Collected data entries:
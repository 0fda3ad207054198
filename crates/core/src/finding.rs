//! Finding model - severities, categories and the findings themselves.

use serde::{Deserialize, Serialize};
use std::collections::{BTreeMap, HashSet};

/// Kind used for synthetic findings produced when an analysis pass fails.
pub const ANALYSIS_ERROR_KIND: &str = "analysis-error";

/// Ordinal urgency of a finding.
///
/// Variants are declared from least to most urgent so that the derived
/// ordering gives `Critical > High > Medium > Low`.
#[derive(Debug, Clone, Copy, PartialEq, Eq, Hash, PartialOrd, Ord, Serialize, Deserialize)]
#[serde(rename_all = "lowercase")]
pub enum Severity {
    Low,
    Medium,
    High,
    Critical,
}

impl Severity {
    /// All severities, most urgent first.
    pub const ALL: [Severity; 4] = [
        Severity::Critical,
        Severity::High,
        Severity::Medium,
        Severity::Low,
    ];

    /// Weight used when rolling several findings up into one level.
    pub fn rollup_weight(&self) -> u32 {
        match self {
            Severity::Critical => 10,
            Severity::High => 5,
            Severity::Medium => 2,
            Severity::Low => 1,
        }
    }

    /// Bucket a weighted severity sum into a single level.
    pub fn from_weighted_sum(sum: u32) -> Self {
        match sum {
            s if s >= 20 => Severity::Critical,
            s if s >= 10 => Severity::High,
            s if s >= 5 => Severity::Medium,
            _ => Severity::Low,
        }
    }

    /// Get string representation.
    pub fn as_str(&self) -> &'static str {
        match self {
            Severity::Critical => "critical",
            Severity::High => "high",
            Severity::Medium => "medium",
            Severity::Low => "low",
        }
    }
}

impl std::fmt::Display for Severity {
    fn fmt(&self, f: &mut std::fmt::Formatter<'_>) -> std::fmt::Result {
        f.pad(self.as_str())
    }
}

impl std::str::FromStr for Severity {
    type Err = String;

    /// Accepts the category-scoring aliases `major` and `minor` as well.
    fn from_str(s: &str) -> Result<Self, Self::Err> {
        match s.trim().to_ascii_lowercase().as_str() {
            "critical" => Ok(Severity::Critical),
            "high" | "major" => Ok(Severity::High),
            "medium" => Ok(Severity::Medium),
            "low" | "minor" => Ok(Severity::Low),
            other => Err(format!("unknown severity '{}'", other)),
        }
    }
}

/// Concern area a finding belongs to.
///
/// Shared by the rule catalog and the pattern library so both passes speak
/// the same taxonomy.
#[derive(Debug, Clone, Copy, PartialEq, Eq, Hash, PartialOrd, Ord, Serialize, Deserialize)]
#[serde(rename_all = "kebab-case")]
pub enum Category {
    Syntax,
    FrameworkContract,
    RuntimeSafety,
    Performance,
    Security,
    Accessibility,
}

impl Category {
    /// All categories in reporting order.
    pub const ALL: [Category; 6] = [
        Category::Syntax,
        Category::FrameworkContract,
        Category::RuntimeSafety,
        Category::Performance,
        Category::Security,
        Category::Accessibility,
    ];

    /// Get string representation.
    pub fn as_str(&self) -> &'static str {
        match self {
            Category::Syntax => "syntax",
            Category::FrameworkContract => "framework-contract",
            Category::RuntimeSafety => "runtime-safety",
            Category::Performance => "performance",
            Category::Security => "security",
            Category::Accessibility => "accessibility",
        }
    }
}

impl std::fmt::Display for Category {
    fn fmt(&self, f: &mut std::fmt::Formatter<'_>) -> std::fmt::Result {
        f.pad(self.as_str())
    }
}

impl std::str::FromStr for Category {
    type Err = String;

    fn from_str(s: &str) -> Result<Self, Self::Err> {
        Category::ALL
            .into_iter()
            .find(|c| c.as_str() == s.trim())
            .ok_or_else(|| format!("unknown category '{}'", s))
    }
}

/// Position of a finding inside the artifact text (1-based).
#[derive(Debug, Clone, Copy, PartialEq, Eq, Hash, Serialize, Deserialize)]
pub struct Location {
    pub line: usize,
    pub column: Option<usize>,
}

impl Location {
    /// Location pointing at a whole line.
    pub fn line(line: usize) -> Self {
        Self { line, column: None }
    }

    /// Location pointing at a line and column.
    pub fn at(line: usize, column: usize) -> Self {
        Self {
            line,
            column: Some(column),
        }
    }
}

/// One concrete issue detected in an artifact.
///
/// Findings are value objects; two findings describe the same issue when
/// their [`FindingKey`]s are equal.
#[derive(Debug, Clone, PartialEq, Eq, Serialize, Deserialize)]
pub struct Finding {
    /// Stable identifier of the issue type (e.g. `missing-sdk-init`)
    pub kind: String,

    /// Human readable description
    pub message: String,

    /// Urgency
    pub severity: Severity,

    /// Concern area
    pub category: Category,

    /// Where in the text it was found
    pub location: Option<Location>,

    /// Identifier of a transformation able to fix it
    pub suggested_fix: Option<String>,
}

impl Finding {
    /// Create a new finding without location or fix.
    pub fn new(
        kind: impl Into<String>,
        severity: Severity,
        category: Category,
        message: impl Into<String>,
    ) -> Self {
        Self {
            kind: kind.into(),
            message: message.into(),
            severity,
            category,
            location: None,
            suggested_fix: None,
        }
    }

    /// Synthetic critical finding standing in for a failed analysis pass.
    pub fn analysis_error(category: Category, detail: impl std::fmt::Display) -> Self {
        Self::new(
            ANALYSIS_ERROR_KIND,
            Severity::Critical,
            category,
            format!("{} analysis failed: {}", category, detail),
        )
    }

    /// Set the location.
    pub fn at(mut self, location: Location) -> Self {
        self.location = Some(location);
        self
    }

    /// Set the suggested fix.
    pub fn with_fix(mut self, fix: impl Into<String>) -> Self {
        self.suggested_fix = Some(fix.into());
        self
    }

    /// Identity used for diffing and deduplication.
    pub fn key(&self) -> FindingKey {
        FindingKey {
            kind: self.kind.clone(),
            message: self.message.clone(),
        }
    }

    /// Whether this is a critical finding.
    pub fn is_critical(&self) -> bool {
        self.severity == Severity::Critical
    }
}

/// `(kind, message)` identity of a finding.
#[derive(Debug, Clone, PartialEq, Eq, Hash, PartialOrd, Ord, Serialize, Deserialize)]
pub struct FindingKey {
    pub kind: String,
    pub message: String,
}

/// Remove findings whose key was already seen, keeping the first occurrence.
pub fn dedup_findings(findings: Vec<Finding>) -> Vec<Finding> {
    let mut seen = HashSet::new();
    findings
        .into_iter()
        .filter(|f| seen.insert(f.key()))
        .collect()
}

/// Sort findings most severe first; ties keep their relative order.
pub fn sort_by_severity(findings: &mut [Finding]) {
    findings.sort_by(|a, b| b.severity.cmp(&a.severity));
}

/// Per-severity finding counters.
#[derive(Debug, Clone, Copy, Default, PartialEq, Eq, Serialize, Deserialize)]
pub struct SeverityCounts {
    pub critical: usize,
    pub high: usize,
    pub medium: usize,
    pub low: usize,
}

impl SeverityCounts {
    /// Count the severities of a set of findings.
    pub fn from_findings<'a>(findings: impl IntoIterator<Item = &'a Finding>) -> Self {
        let mut counts = Self::default();
        for finding in findings {
            counts.add(finding.severity);
        }
        counts
    }

    /// Increment the counter for a severity.
    pub fn add(&mut self, severity: Severity) {
        match severity {
            Severity::Critical => self.critical += 1,
            Severity::High => self.high += 1,
            Severity::Medium => self.medium += 1,
            Severity::Low => self.low += 1,
        }
    }

    /// Counter value for a severity.
    pub fn get(&self, severity: Severity) -> usize {
        match severity {
            Severity::Critical => self.critical,
            Severity::High => self.high,
            Severity::Medium => self.medium,
            Severity::Low => self.low,
        }
    }

    /// Total number of findings counted.
    pub fn total(&self) -> usize {
        self.critical + self.high + self.medium + self.low
    }

    /// Weighted sum used for the detector roll-up.
    pub fn weighted_sum(&self) -> u32 {
        Severity::ALL
            .iter()
            .map(|s| s.rollup_weight() * self.get(*s) as u32)
            .sum()
    }

    /// Compact `critical:1 high:0 ...` rendering.
    pub fn summary(&self) -> String {
        Severity::ALL
            .iter()
            .map(|s| format!("{}:{}", s, self.get(*s)))
            .collect::<Vec<_>>()
            .join(" ")
    }
}

/// Count findings per category.
pub fn count_by_category<'a>(
    findings: impl IntoIterator<Item = &'a Finding>,
) -> BTreeMap<Category, usize> {
    let mut counts = BTreeMap::new();
    for finding in findings {
        *counts.entry(finding.category).or_insert(0) += 1;
    }
    counts
}

#[cfg(test)]
mod tests {
    use super::*;

    fn finding(kind: &str, severity: Severity) -> Finding {
        Finding::new(kind, severity, Category::Syntax, format!("{} happened", kind))
    }

    #[test]
    fn test_severity_ordering() {
        assert!(Severity::Critical > Severity::High);
        assert!(Severity::High > Severity::Medium);
        assert!(Severity::Medium > Severity::Low);
    }

    #[test]
    fn test_severity_aliases() {
        assert_eq!("major".parse::<Severity>().unwrap(), Severity::High);
        assert_eq!("minor".parse::<Severity>().unwrap(), Severity::Low);
        assert_eq!("CRITICAL".parse::<Severity>().unwrap(), Severity::Critical);
        assert!("urgent".parse::<Severity>().is_err());
    }

    #[test]
    fn test_weighted_sum_buckets() {
        assert_eq!(Severity::from_weighted_sum(20), Severity::Critical);
        assert_eq!(Severity::from_weighted_sum(19), Severity::High);
        assert_eq!(Severity::from_weighted_sum(10), Severity::High);
        assert_eq!(Severity::from_weighted_sum(5), Severity::Medium);
        assert_eq!(Severity::from_weighted_sum(4), Severity::Low);
        assert_eq!(Severity::from_weighted_sum(0), Severity::Low);
    }

    #[test]
    fn test_severity_counts() {
        let findings = vec![
            finding("a", Severity::Critical),
            finding("b", Severity::Critical),
            finding("c", Severity::Low),
        ];
        let counts = SeverityCounts::from_findings(&findings);
        assert_eq!(counts.critical, 2);
        assert_eq!(counts.low, 1);
        assert_eq!(counts.total(), 3);
        assert_eq!(counts.weighted_sum(), 21);
        assert_eq!(counts.summary(), "critical:2 high:0 medium:0 low:1");
    }

    #[test]
    fn test_dedup_by_kind_and_message() {
        let a = finding("a", Severity::Low);
        let mut a_elsewhere = a.clone();
        a_elsewhere.location = Some(Location::line(9));
        let other_message = Finding::new("a", Severity::Low, Category::Syntax, "different");

        let deduped = dedup_findings(vec![a.clone(), a_elsewhere, other_message]);
        assert_eq!(deduped.len(), 2);
        assert_eq!(deduped[0], a);
    }

    #[test]
    fn test_sort_by_severity() {
        let mut findings = vec![
            finding("low", Severity::Low),
            finding("crit", Severity::Critical),
            finding("med", Severity::Medium),
        ];
        sort_by_severity(&mut findings);
        let kinds: Vec<_> = findings.iter().map(|f| f.kind.as_str()).collect();
        assert_eq!(kinds, vec!["crit", "med", "low"]);
    }

    #[test]
    fn test_category_round_trip_names() {
        for category in Category::ALL {
            assert_eq!(category.as_str().parse::<Category>().unwrap(), category);
        }
        assert_eq!(
            serde_json::to_string(&Category::FrameworkContract).unwrap(),
            "\"framework-contract\""
        );
    }

    #[test]
    fn test_analysis_error_is_critical() {
        let f = Finding::analysis_error(Category::Security, "boom");
        assert_eq!(f.kind, ANALYSIS_ERROR_KIND);
        assert!(f.is_critical());
        assert!(f.message.contains("boom"));
    }
}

— Work required —
Scan the entries above for the string "IntoIterator" and copy each line containing it.

— Answer for the task —
    pub fn from_findings<'a>(findings: impl IntoIterator<Item = &'a Finding>) -> Self {
    findings: impl IntoIterator<Item = &'a Finding>,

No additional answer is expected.